What’s being phased out are third-party cookies, those cookies that are used by advertisers to track visitor moves as they navigate to multiple sites. The third-party cookies enable advertising platforms, and the companies that use them, to build a comprehensive visitor profile – all based on their online activity.
Marketing attribution in a post-third-party-cookie world: The demise of third-party cookies will not mean the end of digital advertising and the ability to assign proper attribution to individuals engaging in various touchpoints along the buyer journey. Several entities are currently hashing out other methodologies brands can leverage to retrieve audience analytics.

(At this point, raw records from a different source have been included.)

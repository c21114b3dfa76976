//! Observability subsystem.
//!
//! # Data Flow
//! ```text
//! All subsystems produce:
//!     → logging.rs (structured log events via tracing)
//!     → metrics.rs (counters, histograms, gauges)
//!
//! Consumers:
//!     → Log aggregation (stdout, plain or JSON)
//!     → Metrics endpoint (Prometheus scrape)
//! ```
//!
//! # Design Decisions
//! - One metric record per request, tagged with a coarse outcome label
//! - Drained runtime app logs flow through the same tracing pipeline

pub mod logging;
pub mod metrics;
//! The JSON envelope exchanged with the runtime backend.

use serde::{Deserialize, Serialize};

use crate::protocol::request::InternalRequest;
use crate::protocol::response::InternalResponse;

/// One call to the runtime's evaluation endpoint.
///
/// `deadline_ms` is advisory: it tells the runtime how long the caller is
/// willing to wait, but the gateway never force-cancels runtime work.
/// `None` means unbounded.
#[derive(Debug, Clone, Serialize, Deserialize)]
pub struct EvaluateCall {
    pub call_id: u64,
    pub deadline_ms: Option<u64>,
    pub request: InternalRequest,
}

/// The runtime's reply: either a response message or an explicit
/// application-level error with a code callers can branch on.
#[derive(Debug, Clone, Serialize, Deserialize)]
#[serde(rename_all = "snake_case")]
pub enum EvaluateReply {
    Response(InternalResponse),
    AppError { code: i32, detail: String },
}

#[cfg(test)]
mod tests {
    use super::*;

    #[test]
    fn app_error_round_trips_through_json() {
        let reply = EvaluateReply::AppError {
            code: 7,
            detail: "boom".to_string(),
        };
        let json = serde_json::to_string(&reply).unwrap();
        assert!(json.contains("app_error"));
        match serde_json::from_str(&json).unwrap() {
            EvaluateReply::AppError { code, detail } => {
                assert_eq!(code, 7);
                assert_eq!(detail, "boom");
            }
            other => panic!("unexpected reply: {other:?}"),
        }
    }

    #[test]
    fn response_variant_carries_the_message() {
        let reply = EvaluateReply::Response(InternalResponse::ok(200, vec![], b"hi".to_vec()));
        let json = serde_json::to_string(&reply).unwrap();
        match serde_json::from_str(&json).unwrap() {
            EvaluateReply::Response(resp) => assert_eq!(resp.body, b"hi"),
            other => panic!("unexpected reply: {other:?}"),
        }
    }
}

There are three requirements to be ITP-compliant:
Cookies must be first-party (they cannot come from a third-party domain, such as an attribution firm) and should not be placed by the browser.
Destination URLs cannot contain any tracking parameters or fragment tags (no UTM codes!).
The site hosting the advertisement, and thereby referring customer traffic to a company site, can’t collect data for cross-domain tracking.
Another option that is being currently discussed as a way to gather audience data is the use of a unified ID solution, which would mean a universal ID that’s shared across demand-side platforms (DSP), supply-side platforms (SSP), and data management platforms (DMP).
In addition to alternative ways of assigning online attribution, offline attribution (i.e. On-site Visit Tracking) could also gain in prominence as a result of reduced third-party cookie use. Linking ad exposures to specific outcomes and having it done accurately could play a significant role in the future of marketing attribution.